Teresa agarrou um dos braços de Afonso.
— Eu ficarei! Quero encontrar o meu marido. Tenho um mês de casada. Um mês!... E não posso acreditar que estou já viúva...
— Sê razoável, Teresa! Aqui só encontrarás morte!
Resoluta, a rapariga largou o braço do companheiro.
— Pois se tens medo, vai-te! Eu o procurarei sozinha! E aqueles que, feridos, puderem seguir-me, eu os levarei comigo!
Afonso olhou-a com admiração profunda. Não estando louca, aquela jovem teria de ser sublime. Respirou o melhor que pôde e baixou os olhos, vencido.

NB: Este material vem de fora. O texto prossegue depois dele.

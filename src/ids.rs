//! Day-scoped, human-sortable item ids: `TASK-20261019-0001`, `ISSUE-20261019-0002`.
//!
//! The sequence is zero-padded to [`SEQUENCE_WIDTH`] digits and capped at
//! [`MAX_SEQUENCE`] per prefix and day, so string order is allocation order.
//!
//! Sequences live in the `id_sequences` table and are bumped with a single
//! upsert, so allocation is atomic with the surrounding insert transaction.

use chrono::NaiveDate;
use rusqlite::Connection;

use crate::error::{EngineError, Result};
use crate::model::Kind;

const NEXT_SEQUENCE: &str = "
INSERT INTO id_sequences (prefix, day, next) VALUES (?1, ?2, 2)
ON CONFLICT(prefix, day) DO UPDATE SET next = next + 1
RETURNING next - 1
";

pub const SEQUENCE_WIDTH: usize = 4;
pub const MAX_SEQUENCE: u32 = 9999;

pub fn prefix(kind: Kind) -> &'static str {
    match kind {
        Kind::Task => "TASK",
        Kind::Issue => "ISSUE",
    }
}

pub fn format_id(kind: Kind, day: NaiveDate, seq: u32) -> String {
    format!(
        "{}-{}-{seq:0width$}",
        prefix(kind),
        day.format("%Y%m%d"),
        width = SEQUENCE_WIDTH
    )
}

pub fn next_id(conn: &Connection, kind: Kind, day: NaiveDate) -> Result<String> {
    let day_key = day.format("%Y%m%d").to_string();
    let seq: u32 = conn.query_row(
        NEXT_SEQUENCE,
        rusqlite::params![prefix(kind), day_key],
        |row| row.get(0),
    )?;
    if seq > MAX_SEQUENCE {
        return Err(EngineError::InvalidValue(format!(
            "{} ids for {day_key} exhausted ({MAX_SEQUENCE} per day)",
            prefix(kind)
        )));
    }
    Ok(format_id(kind, day, seq))
}

pub fn today() -> NaiveDate {
    chrono::Local::now().date_naive()
}

/// Validate an externally supplied id: `PREFIX-YYYYMMDD-NNNN`.
pub fn validate_id(id: &str) -> Result<()> {
    let parts: Vec<&str> = id.splitn(3, '-').collect();
    let valid = match parts.as_slice() {
        [p, day, seq] => {
            (*p == "TASK" || *p == "ISSUE")
                && NaiveDate::parse_from_str(day, "%Y%m%d").is_ok()
                && !seq.is_empty()
                && seq.chars().all(|c| c.is_ascii_digit())
        }
        _ => false,
    };
    if !valid {
        return Err(EngineError::InvalidValue(format!(
            "invalid item id '{id}': expected TASK-YYYYMMDD-NNNN or ISSUE-YYYYMMDD-NNNN"
        )));
    }
    Ok(())
}

#[cfg(test)]
mod tests {
    use super::*;
    use crate::db;

    fn day(y: i32, m: u32, d: u32) -> NaiveDate {
        NaiveDate::from_ymd_opt(y, m, d).unwrap()
    }

    #[test]
    fn sequences_are_per_kind_and_day() {
        let conn = db::open_memory().unwrap();
        let d1 = day(2026, 10, 19);
        let d2 = day(2026, 10, 20);
        assert_eq!(next_id(&conn, Kind::Task, d1).unwrap(), "TASK-20261019-0001");
        assert_eq!(next_id(&conn, Kind::Task, d1).unwrap(), "TASK-20261019-0002");
        assert_eq!(next_id(&conn, Kind::Issue, d1).unwrap(), "ISSUE-20261019-0001");
        assert_eq!(next_id(&conn, Kind::Task, d2).unwrap(), "TASK-20261020-0001");
        assert_eq!(next_id(&conn, Kind::Task, d1).unwrap(), "TASK-20261019-0003");
    }

    #[test]
    fn ids_sort_by_day_then_sequence() {
        let mut ids = vec![
            format_id(Kind::Task, day(2026, 10, 20), 1),
            format_id(Kind::Task, day(2026, 10, 19), 12),
            format_id(Kind::Task, day(2026, 10, 19), 3),
        ];
        ids.sort();
        assert_eq!(
            ids,
            vec!["TASK-20261019-0003", "TASK-20261019-0012", "TASK-20261020-0001"]
        );
    }

    #[test]
    fn ids_past_a_thousand_still_sort_numerically() {
        let d = day(2026, 10, 19);
        let mut ids: Vec<String> = [1000, 999, 1, 9999, 10]
            .iter()
            .map(|&n| format_id(Kind::Issue, d, n))
            .collect();
        ids.sort();
        assert_eq!(
            ids,
            vec![
                "ISSUE-20261019-0001",
                "ISSUE-20261019-0010",
                "ISSUE-20261019-0999",
                "ISSUE-20261019-1000",
                "ISSUE-20261019-9999",
            ]
        );
    }

    #[test]
    fn exhausted_day_is_an_error_not_an_unsortable_id() {
        let conn = db::open_memory().unwrap();
        conn.execute(
            "INSERT INTO id_sequences (prefix, day, next) VALUES ('TASK', '20261019', ?1)",
            [MAX_SEQUENCE],
        )
        .unwrap();
        assert_eq!(
            next_id(&conn, Kind::Task, day(2026, 10, 19)).unwrap(),
            "TASK-20261019-9999"
        );
        let err = next_id(&conn, Kind::Task, day(2026, 10, 19)).unwrap_err();
        assert!(matches!(err, EngineError::InvalidValue(_)), "{err}");
        // Other kinds and days are unaffected.
        assert_eq!(
            next_id(&conn, Kind::Issue, day(2026, 10, 19)).unwrap(),
            "ISSUE-20261019-0001"
        );
    }

    #[test]
    fn validate_accepts_generated_ids() {
        assert!(validate_id("TASK-20261019-0001").is_ok());
        assert!(validate_id("ISSUE-20261019-1234").is_ok());
    }

    #[test]
    fn validate_rejects_malformed_ids() {
        assert!(validate_id("").is_err());
        assert!(validate_id("TASK-001").is_err());
        assert!(validate_id("BUG-20261019-001").is_err());
        assert!(validate_id("TASK-20261399-001").is_err());
        assert!(validate_id("TASK-20261019-abc").is_err());
    }
}
//! Dependency-aware work queue with bounded, loop-detecting retries.
//!
//! Items enter through [`intake`], wait in the [`store`] until the
//! [`resolver`] finds their dependencies satisfied, and are handed out by the
//! [`scheduler`]. The [`engine`] routes each claimed item to an
//! [`executor`](executor::Executor) and feeds failures through [`recovery`],
//! which retries on a fresh failure signature and halts for a human when the
//! same signature keeps coming back.

pub mod config;
pub mod db;
pub mod engine;
pub mod error;
pub mod executor;
pub mod ids;
pub mod intake;
pub mod marker;
pub mod model;
pub mod output;
pub mod paths;
pub mod recovery;
pub mod resolver;
pub mod router;
pub mod scheduler;
pub mod signature;
pub mod store;
pub mod validate;
pub mod watch;
use thiserror::Error;

use crate::model::Status;

#[derive(Debug, Error)]
pub enum EngineError {
    #[error("dependency cycle: {}", chain.join(" -> "))]
    DependencyCycle { chain: Vec<String> },

    #[error("item '{id}' was claimed or changed by another writer")]
    ClaimConflict { id: String },

    #[error("coverage gap: missing [{}], duplicated [{}]", missing.join(", "), duplicated.join(", "))]
    CoverageGap {
        missing: Vec<String>,
        duplicated: Vec<String>,
    },

    #[error("item '{id}' has exhausted its retry budget")]
    BudgetExhausted { id: String },

    #[error("item '{id}': invalid transition from {from} to {to}")]
    InvalidTransition { id: String, from: Status, to: Status },

    #[error("item not found: {0}")]
    NotFound(String),

    #[error("invalid batch: {0}")]
    InvalidBatch(String),

    #[error("invalid value: {0}")]
    InvalidValue(String),

    #[error(transparent)]
    Sqlite(#[from] rusqlite::Error),

    #[error(transparent)]
    Io(#[from] std::io::Error),

    #[error(transparent)]
    Json(#[from] serde_json::Error),
}

impl EngineError {
    /// Transient errors are retried by the caller instead of surfaced.
    pub fn is_transient(&self) -> bool {
        matches!(self, EngineError::ClaimConflict { .. })
    }
}

pub type Result<T> = std::result::Result<T, EngineError>;
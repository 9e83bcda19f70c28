//! Write-once completion markers: `<dir>/<id>.done`, one per terminal item.

use std::io::Write;
use std::path::{Path, PathBuf};

use chrono::{DateTime, Utc};
use serde::{Deserialize, Serialize};
use tempfile::NamedTempFile;

use crate::error::Result;
use crate::model::Status;

pub const MARKER_EXT: &str = "done";

#[derive(Debug, Clone, PartialEq, Eq, Serialize, Deserialize)]
pub struct Marker {
    pub id: String,
    pub status: Status,
    pub at: DateTime<Utc>,
}

pub fn marker_path(dir: &Path, id: &str) -> PathBuf {
    dir.join(format!("{id}.{MARKER_EXT}"))
}

/// Write the marker for `id` unless one exists. Returns true if this call
/// wrote it. The file appears atomically: readers never see partial JSON.
pub fn write_once(dir: &Path, id: &str, status: Status) -> Result<bool> {
    std::fs::create_dir_all(dir)?;
    let path = marker_path(dir, id);
    if path.exists() {
        return Ok(false);
    }
    let marker = Marker {
        id: id.to_string(),
        status,
        at: Utc::now(),
    };
    let mut tmp = NamedTempFile::new_in(dir)?;
    tmp.write_all(&serde_json::to_vec(&marker)?)?;
    tmp.write_all(b"\n")?;
    match tmp.persist_noclobber(&path) {
        Ok(_) => Ok(true),
        // Lost a race with another writer for the same id.
        Err(e) if e.error.kind() == std::io::ErrorKind::AlreadyExists => Ok(false),
        Err(e) => Err(e.error.into()),
    }
}

pub fn read(dir: &Path, id: &str) -> Result<Option<Marker>> {
    match std::fs::read_to_string(marker_path(dir, id)) {
        Ok(contents) => Ok(Some(serde_json::from_str(&contents)?)),
        Err(e) if e.kind() == std::io::ErrorKind::NotFound => Ok(None),
        Err(e) => Err(e.into()),
    }
}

— Teresa, sabes o que acabava de fazer quando te vi?
— Não.
— Enterrava meu pai e minha mãe! Descobri-os quando tentava sair deste caos. Voltei para trás... e aqui estou. A tarefa será dura, mas talvez proveitosa. Coragem, Teresa! Prepara-te para enfrentares o próprio inferno!

Quando o Sol se despediu atrás do monte, disse adeus baixinho a essa jovem de alma forte que continuava na lúgubre pesquisa, separando os feridos dos mortos, tropeçando em cadáveres, já no princípio de decomposição, olhos já habituados a contemplarem aquela tragédia. Mas a noite tomava o lugar do dia e Afonso compreendeu que era impossível continuarem ali, nesse vale da morte. Então foi ter com a sua companheira de infância.

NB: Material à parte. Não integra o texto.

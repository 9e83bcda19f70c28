//! Failure recovery: signature bookkeeping and the retry / halt decision.
//!
//! [`on_failure`] is a pure function of the item and the report;
//! [`record_failure`] applies its decision to the store in one transaction.

use log::{info, warn};
use rusqlite::Connection;

use crate::db::write_txn;
use crate::error::{EngineError, Result};
use crate::model::{FailureReport, Intervention, Priority, RootCause, Status, Tier, WorkItem};
use crate::router;
use crate::signature::compute_signature;
use crate::store;

pub const DEFAULT_SIGNATURE_THRESHOLD: u32 = 3;

#[derive(Debug, Clone, Copy, PartialEq, Eq)]
pub struct RecoveryPolicy {
    /// Consecutive identical signatures that halt an item regardless of
    /// remaining retry budget.
    pub signature_threshold: u32,
}

impl Default for RecoveryPolicy {
    fn default() -> Self {
        RecoveryPolicy {
            signature_threshold: DEFAULT_SIGNATURE_THRESHOLD,
        }
    }
}

#[derive(Debug, Clone, Copy, PartialEq, Eq)]
pub enum HaltReason {
    RepeatedSignature,
    BudgetExhausted,
}

#[derive(Debug, Clone, PartialEq, Eq)]
pub struct SignatureState {
    pub signature: String,
    pub previous_signatures: Vec<String>,
    pub repeat_count: u32,
}

#[derive(Debug, Clone, PartialEq)]
pub enum RecoveryDecision {
    Retry {
        state: SignatureState,
        retry_count: u32,
        priority: Priority,
        tier_floor: Tier,
    },
    Halt {
        state: SignatureState,
        reason: HaltReason,
        intervention: Intervention,
    },
}

impl RecoveryDecision {
    pub fn state(&self) -> &SignatureState {
        match self {
            RecoveryDecision::Retry { state, .. } | RecoveryDecision::Halt { state, .. } => state,
        }
    }

    pub fn is_halt(&self) -> bool {
        matches!(self, RecoveryDecision::Halt { .. })
    }
}

/// Fold a new signature into the item's history: same as the last entry
/// bumps the repeat count, anything else appends and resets it to 1.
pub fn advance_signature(item: &WorkItem, signature: String) -> SignatureState {
    let mut previous = item.previous_signatures.clone();
    let repeat_count = if previous.last() == Some(&signature) {
        item.signature_repeat_count + 1
    } else {
        previous.push(signature.clone());
        1
    };
    SignatureState {
        signature,
        previous_signatures: previous,
        repeat_count,
    }
}

pub fn suggested_remediation(report: &FailureReport) -> String {
    let artifact = if report.artifact_path.trim().is_empty() {
        "the affected code".to_string()
    } else {
        report.artifact_path.clone()
    };
    match report.root_cause {
        RootCause::ImplementationBug => {
            format!("Fix the implementation in {artifact}; automated retries reproduced the same defect")
        }
        RootCause::TestDefect => {
            let test = if report.failing_test.trim().is_empty() {
                "the failing test".to_string()
            } else {
                report.failing_test.clone()
            };
            format!("Review {test} for incorrect expectations or setup before retrying")
        }
        RootCause::MissingDependency => {
            "Declare or install the missing dependency, then re-queue the item".to_string()
        }
        RootCause::ConfigurationError => {
            "Check configuration and environment (executor timeouts are reported here)".to_string()
        }
        RootCause::ArchitectureConflict => {
            "Needs a design decision: the requested change conflicts with the current architecture"
                .to_string()
        }
        RootCause::ScopeTooLarge => "Split the item into smaller items and re-submit them".to_string(),
        RootCause::MissingPrerequisite => {
            "Complete the prerequisite work and link it as a dependency".to_string()
        }
    }
}

fn build_intervention(
    item: &WorkItem,
    report: &FailureReport,
    state: &SignatureState,
    reason: HaltReason,
) -> Intervention {
    let mut evidence = vec![
        match reason {
            HaltReason::RepeatedSignature => format!(
                "signature {} seen {} times in a row",
                state.signature, state.repeat_count
            ),
            HaltReason::BudgetExhausted => format!(
                "retry budget exhausted ({}/{})",
                item.retry_count, item.max_retries
            ),
        },
        format!("retries used: {}/{}", item.retry_count, item.max_retries),
        format!("signature history: {}", state.previous_signatures.join(", ")),
    ];
    if !report.failing_test.trim().is_empty() {
        evidence.push(format!("failing test: {}", report.failing_test.trim()));
    }
    if !report.artifact_path.trim().is_empty() {
        evidence.push(format!("artifact: {}", report.artifact_path.trim()));
    }
    Intervention {
        item: item.id.clone(),
        signature: state.signature.clone(),
        root_cause: report.root_cause,
        error_message: report.error_message.clone(),
        evidence,
        suggested_remediation: suggested_remediation(report),
    }
}

pub fn on_failure(item: &WorkItem, report: &FailureReport, policy: &RecoveryPolicy) -> RecoveryDecision {
    let state = advance_signature(item, compute_signature(report));

    let reason = if state.repeat_count >= policy.signature_threshold {
        Some(HaltReason::RepeatedSignature)
    } else if item.retry_count >= item.max_retries {
        Some(HaltReason::BudgetExhausted)
    } else {
        None
    };

    match reason {
        Some(reason) => {
            let intervention = build_intervention(item, report, &state, reason);
            RecoveryDecision::Halt {
                state,
                reason,
                intervention,
            }
        }
        None => {
            let dispatched_at = router::route(item);
            RecoveryDecision::Retry {
                state,
                retry_count: item.retry_count + 1,
                priority: Priority::Critical,
                tier_floor: dispatched_at.escalate().unwrap_or(dispatched_at),
            }
        }
    }
}

/// Record a failed dispatch and apply the recovery decision.
///
/// Accepts the item in `in_progress` (the executor just reported) or
/// `failed` (marked failed earlier, e.g. by an operator). A worker passes its
/// name as `claimer` and gets `ClaimConflict` once the claim is no longer
/// its own; `None` is the operator path and acts on any holder.
pub fn record_failure(
    conn: &Connection,
    id: &str,
    claimer: Option<&str>,
    report: &FailureReport,
    policy: &RecoveryPolicy,
) -> Result<RecoveryDecision> {
    write_txn(conn, || {
        let mut item = store::get(conn, id)?;
        match item.status {
            Status::InProgress => {
                store::mark_failed(conn, id, claimer)?;
                item.status = Status::Failed;
            }
            Status::Failed if claimer.is_some() => {
                return Err(EngineError::ClaimConflict { id: id.to_string() });
            }
            Status::Failed => {}
            other => {
                return Err(EngineError::InvalidTransition {
                    id: id.to_string(),
                    from: other,
                    to: Status::Failed,
                })
            }
        }

        let decision = on_failure(&item, report, policy);
        let state = decision.state();
        store::set_failure_state(
            conn,
            id,
            &state.signature,
            &state.previous_signatures,
            state.repeat_count,
        )?;

        match &decision {
            RecoveryDecision::Retry {
                retry_count,
                priority,
                tier_floor,
                ..
            } => {
                store::rearm(conn, id, *retry_count, *priority, *tier_floor)?;
                info!(
                    "{id}: re-armed (retry {retry_count}/{}, signature {}, {tier_floor})",
                    item.max_retries, state.signature
                );
            }
            RecoveryDecision::Halt {
                reason,
                intervention,
                ..
            } => {
                store::halt(conn, intervention)?;
                warn!(
                    "{id}: halted ({reason:?}, signature {}); manual intervention required",
                    state.signature
                );
            }
        }
        Ok(decision)
    })
}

— Teresa... vamos levar para junto daqueles arbustos os feridos que se podem ainda arrastar. A noite não tarda e nós estamos cansados. Logo que o sol rompa voltaremos aqui.
Teresa olhou-o em silêncio. Depois contemplou o campo juncado de corpos, amortalhados pela penumbra envolvente. E decidiu-se.

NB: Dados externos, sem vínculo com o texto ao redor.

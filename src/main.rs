mod cli;

use std::fs::OpenOptions;
use std::io::Read as _;
use std::sync::atomic::{AtomicBool, Ordering};
use std::sync::Arc;
use std::time::Duration;

use anyhow::{bail, Context, Result};
use clap::Parser;
use log::info;
use rusqlite::Connection;

use cli::{Cli, Command};
use workq::config::Config;
use workq::engine::{Engine, EngineOptions};
use workq::intake::{self, IssueOutcome, SpecBatch};
use workq::model::{FailureReport, NewItem, Status};
use workq::recovery::{self, RecoveryDecision};
use workq::{db, marker, output, paths, resolver, scheduler, store, watch};

fn resolve_db_path(cli_db: Option<String>) -> String {
    cli_db.unwrap_or_else(paths::db_path)
}

fn ensure_db_dir(db_path: &str) -> Result<()> {
    if let Some(parent) = std::path::Path::new(db_path).parent() {
        if !parent.as_os_str().is_empty() && !parent.exists() {
            std::fs::create_dir_all(parent)
                .with_context(|| format!("failed to create directory {}", parent.display()))?;
        }
    }
    Ok(())
}

fn open_db(db_path: &str) -> Result<Connection> {
    Ok(db::open_initialized(db_path)?)
}

/// `RUST_LOG` wins; otherwise `run` logs at info and one-shot commands
/// only surface warnings.
fn setup_logging(to_file: bool, default_level: log::LevelFilter) -> Result<()> {
    let mut builder = env_logger::Builder::new();
    builder.filter_level(default_level).format_timestamp_secs();
    builder.parse_default_env();

    if to_file {
        let dir = paths::state_dir();
        std::fs::create_dir_all(&dir)
            .with_context(|| format!("failed to create directory {}", dir.display()))?;
        let file = OpenOptions::new()
            .create(true)
            .append(true)
            .open(paths::log_path())
            .context("failed to open log file")?;
        builder.target(env_logger::Target::Pipe(Box::new(file)));
    }

    builder.init();
    Ok(())
}

fn read_input(file: &str) -> Result<String> {
    if file == "-" {
        let mut buf = String::new();
        std::io::stdin().read_to_string(&mut buf)?;
        return Ok(buf);
    }
    std::fs::read_to_string(file).with_context(|| format!("failed to read {file}"))
}

fn write_marker(id: &str, status: Status) -> Result<()> {
    marker::write_once(&paths::marker_dir(), id, status)
        .with_context(|| format!("failed to write completion marker for {id}"))?;
    Ok(())
}

fn main() {
    if let Err(e) = run() {
        eprintln!("error: {e:#}");
        std::process::exit(1);
    }
}

fn run() -> Result<()> {
    let cli = Cli::parse();
    let default_level = match cli.command {
        Command::Run { .. } => log::LevelFilter::Info,
        _ => log::LevelFilter::Warn,
    };
    setup_logging(cli.log_file, default_level)?;

    let db_path = resolve_db_path(cli.db);
    ensure_db_dir(&db_path)?;

    match cli.command {
        Command::Init => {
            open_db(&db_path)?;
            eprintln!("Initialized {db_path}");
        }

        Command::Intake { file, json } => {
            let config = Config::load()?;
            let mut batch: SpecBatch = serde_json::from_str(&read_input(&file)?)
                .with_context(|| format!("failed to parse batch {file}"))?;
            for candidate in &mut batch.items {
                candidate.max_retries.get_or_insert(config.max_retries());
            }
            let conn = open_db(&db_path)?;
            let accepted = intake::decompose(&conn, &batch)?;
            if json {
                println!("{}", serde_json::to_string_pretty(&accepted)?);
            } else {
                for a in &accepted {
                    println!("{}\t{}", a.id, a.key);
                }
                eprintln!("Accepted {} items", accepted.len());
            }
        }

        Command::Issue {
            title,
            category,
            priority,
            objective,
            complexity,
            json,
        } => {
            let config = Config::load()?;
            let mut issue = NewItem::issue(&title, &category, priority.parse()?);
            issue.objective = objective;
            issue.complexity = complexity.parse()?;
            issue.max_retries = config.max_retries();
            let conn = open_db(&db_path)?;
            let outcome = intake::submit_issue(&conn, &issue)?;
            if json {
                println!("{}", serde_json::to_string_pretty(&outcome)?);
            } else {
                println!("{}", outcome.id());
                match &outcome {
                    IssueOutcome::Created(id) => eprintln!("Created issue '{id}'"),
                    IssueOutcome::Folded(id) => eprintln!("Folded into existing issue '{id}'"),
                }
            }
        }

        Command::Next { worker, json } => {
            let conn = open_db(&db_path)?;
            match scheduler::next(&conn, &worker)? {
                Some(item) => {
                    if json {
                        println!("{}", serde_json::to_string_pretty(&item)?);
                    } else {
                        println!("{}", item.id);
                    }
                    eprintln!("Claimed '{}' for '{worker}'", item.id);
                }
                None => {
                    eprintln!("No items ready");
                    std::process::exit(1);
                }
            }
        }

        Command::Complete { id, worker } => {
            let conn = open_db(&db_path)?;
            store::complete(&conn, &id, worker.as_deref())?;
            write_marker(&id, Status::Completed)?;
            eprintln!("Completed '{id}'");
        }

        Command::Fail {
            id,
            root_cause,
            message,
            test,
            artifact,
            worker,
            json,
        } => {
            let config = Config::load()?;
            let report = FailureReport::new(root_cause.parse()?, &message, &test, &artifact);
            let conn = open_db(&db_path)?;
            let decision = recovery::record_failure(
                &conn,
                &id,
                worker.as_deref(),
                &report,
                &config.recovery_policy(),
            )?;
            if decision.is_halt() {
                write_marker(&id, Status::Halted)?;
            }
            if json {
                let item = store::get(&conn, &id)?;
                println!("{}", serde_json::to_string_pretty(&item)?);
            }
            match &decision {
                RecoveryDecision::Retry {
                    retry_count,
                    tier_floor,
                    ..
                } => eprintln!(
                    "Re-armed '{id}' (retry {retry_count}, signature {}, {tier_floor})",
                    decision.state().signature
                ),
                RecoveryDecision::Halt { intervention, .. } => {
                    eprint!("Halted '{id}'\n{}", output::format_intervention(intervention))
                }
            }
        }

        Command::Cancel { id, reason } => {
            let conn = open_db(&db_path)?;
            store::cancel(&conn, &id, &reason)?;
            eprintln!("Cancelled '{id}'");
        }

        Command::Show { id, json } => {
            let conn = open_db(&db_path)?;
            let item = store::get(&conn, &id)?;
            let notes = store::list_notes(&conn, &id)?;
            let blockers = store::unmet_dependencies(&conn, &id)?;
            let dependents = store::dependents_of(&conn, &id)?;
            let intervention = store::get_intervention(&conn, &id)?;
            if json {
                let detail = output::ItemDetail {
                    item: &item,
                    notes: &notes,
                    blocked_by: &blockers,
                    blocks: &dependents,
                    intervention: intervention.as_ref(),
                };
                println!("{}", serde_json::to_string_pretty(&detail)?);
            } else {
                print!(
                    "{}",
                    output::format_item_detail(&item, &notes, &blockers, &dependents, intervention.as_ref())
                );
            }
        }

        Command::List {
            status,
            ready,
            json,
        } => {
            let conn = open_db(&db_path)?;
            let items = if ready {
                scheduler::peek(&conn)?
            } else if let Some(status) = status {
                store::list_by_status(&conn, status.parse()?)?
            } else {
                store::snapshot(&conn)?
            };
            if json {
                println!("{}", serde_json::to_string_pretty(&items)?);
            } else {
                print!("{}", output::format_item_list(&items));
            }
        }

        Command::Status { json } => {
            let conn = open_db(&db_path)?;
            let counts = store::count_by_status(&conn)?;
            let ready = scheduler::peek(&conn)?;
            let interventions = store::list_interventions(&conn)?;
            if json {
                let counts: std::collections::BTreeMap<&str, usize> =
                    counts.iter().map(|(s, n)| (s.as_str(), *n)).collect();
                let report = serde_json::json!({
                    "counts": counts,
                    "ready": ready,
                    "needs_attention": interventions,
                });
                println!("{}", serde_json::to_string_pretty(&report)?);
            } else {
                print!("{}", output::format_status_report(&counts, &ready, &interventions));
            }
        }

        Command::Note { id, content } => {
            let conn = open_db(&db_path)?;
            store::add_note(&conn, &id, &content)?;
            eprintln!("Added note to '{id}'");
        }

        Command::Notes { id, json } => {
            let conn = open_db(&db_path)?;
            let notes = store::list_notes(&conn, &id)?;
            if json {
                println!("{}", serde_json::to_string_pretty(&notes)?);
            } else {
                print!("{}", output::format_notes(&notes));
            }
        }

        Command::Events { id, json } => {
            let conn = open_db(&db_path)?;
            let events = store::events_for(&conn, &id)?;
            if json {
                println!("{}", serde_json::to_string_pretty(&events)?);
            } else {
                print!("{}", output::format_events(&events));
            }
        }

        Command::Deps { id, add, remove } => {
            let conn = open_db(&db_path)?;
            if let Some(dep) = add {
                store::add_dependency(&conn, &id, &dep)?;
                eprintln!("'{id}' now depends on '{dep}'");
            } else if let Some(dep) = remove {
                store::remove_dependency(&conn, &id, &dep)?;
                eprintln!("'{id}' no longer depends on '{dep}'");
            } else {
                let items = store::snapshot(&conn)?;
                if !items.iter().any(|i| i.id == id) {
                    bail!("item not found: {id}");
                }
                if let Some(chain) = resolver::detect_cycle(&items) {
                    bail!("dependency cycle: {}", chain.join(" -> "));
                }
                print!("{}", output::format_dependency_tree(&id, &items));
            }
        }

        Command::Run {
            workers,
            until_idle,
            json,
        } => {
            let config = Config::load()?;
            let Some(executor) = config.command_executor() else {
                bail!(
                    "no executor configured: set [executor] command in {}",
                    paths::config_path().display()
                );
            };
            open_db(&db_path)?;

            let running = Arc::new(AtomicBool::new(true));
            let r = running.clone();
            ctrlc::set_handler(move || {
                r.store(false, Ordering::SeqCst);
            })
            .context("failed to set signal handler")?;

            let options = EngineOptions {
                exit_when_idle: until_idle,
                ..EngineOptions::from_config(&config)
            };
            let workers = workers.unwrap_or_else(|| config.workers());
            info!("Starting (workers={workers}, db={db_path})");
            let engine = Engine::new(&db_path, executor, options, running);
            let summary = engine.run_workers(workers)?;
            if json {
                println!("{}", serde_json::to_string_pretty(&summary)?);
            } else {
                eprintln!(
                    "Completed {}, retried {}, halted {}, cancelled {}",
                    summary.completed, summary.retried, summary.halted, summary.cancelled
                );
            }
        }

        Command::Wait { id, timeout, json } => {
            let conn = open_db(&db_path)?;
            // Fails fast on unknown ids instead of waiting forever.
            let item = store::get(&conn, &id)?;
            drop(conn);
            if item.status.is_terminal() && marker::read(&paths::marker_dir(), &id)?.is_none() {
                // Finished without a marker (markers disabled or removed).
                println!("{} {}", item.id, item.status);
                return Ok(());
            }
            let found =
                watch::wait_for_marker(&paths::marker_dir(), &id, timeout.map(Duration::from_secs))?;
            match found {
                Some(m) => {
                    if json {
                        println!("{}", serde_json::to_string_pretty(&m)?);
                    } else {
                        println!("{} {}", m.id, m.status);
                    }
                }
                None => {
                    eprintln!("Timed out waiting for '{id}'");
                    std::process::exit(1);
                }
            }
        }
    }

    Ok(())
}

— Tens razão. Descansaremos umas horas. E que Deus permita que, esse tempo, eu não venha a lamentá-lo como perdido!
E quem pudesse de longe espreitar esse campo de tormenta ao lusco-fusco, teria descoberto duas sombras que agiam como fantasmas, levando um após outro os feridos que gemiam as suas dores.

Mais cedo um pouco do que no dia anterior, o Sol despontou, como pressuroso de vir ajudar quem tanto necessitava dele. Mas encontrou já Nesa e Afonso caminhando na busca dos feridos e no enterramento de uns mortos. De súbito, Teresa deu um grito:
— Afonso! Encontrei-o!
Afonso correu para a sua beira.
— Espera, Teresa, não lhe toques! Eu o livrarei desses corpos que estão sobre ele!
Um gemido fez-se ouvir. Teresa gritou:
— Gonçalo ainda vive! Salva-o, Afonso, salva-o!
Afonso retirou-o com jeito e ambos saíram para fora do campo. Deitaram-no no chão. O ferido tornou a gemer. Teresa aproximou o rosto daquele rosto quase irreconhecível. E pediu baixinho:
— Gonçalo! Desperta! Sou eu... a tua Teresa!
Gonçalo abriu os olhos e respirou a custo. Ela tornou com maior veemência:
— Gonçalo! Estou aqui... junto de ti!
O rapaz olhou-a, mas no seu olhar baço não havia vislumbre de entendimento.
Ela abafou um grito:
— Não me reconheceu!
Vendo-a esmorecer, Afonso tentou encorajá-la.
— Então, Teresa! É agora, que ele mais precisa de ti, que vais perder toda a coragem?... Vamos! Precisamos sair daqui quanto antes, se quisermos salvar os feridos que nos rodeiam e que arrancaste à morte!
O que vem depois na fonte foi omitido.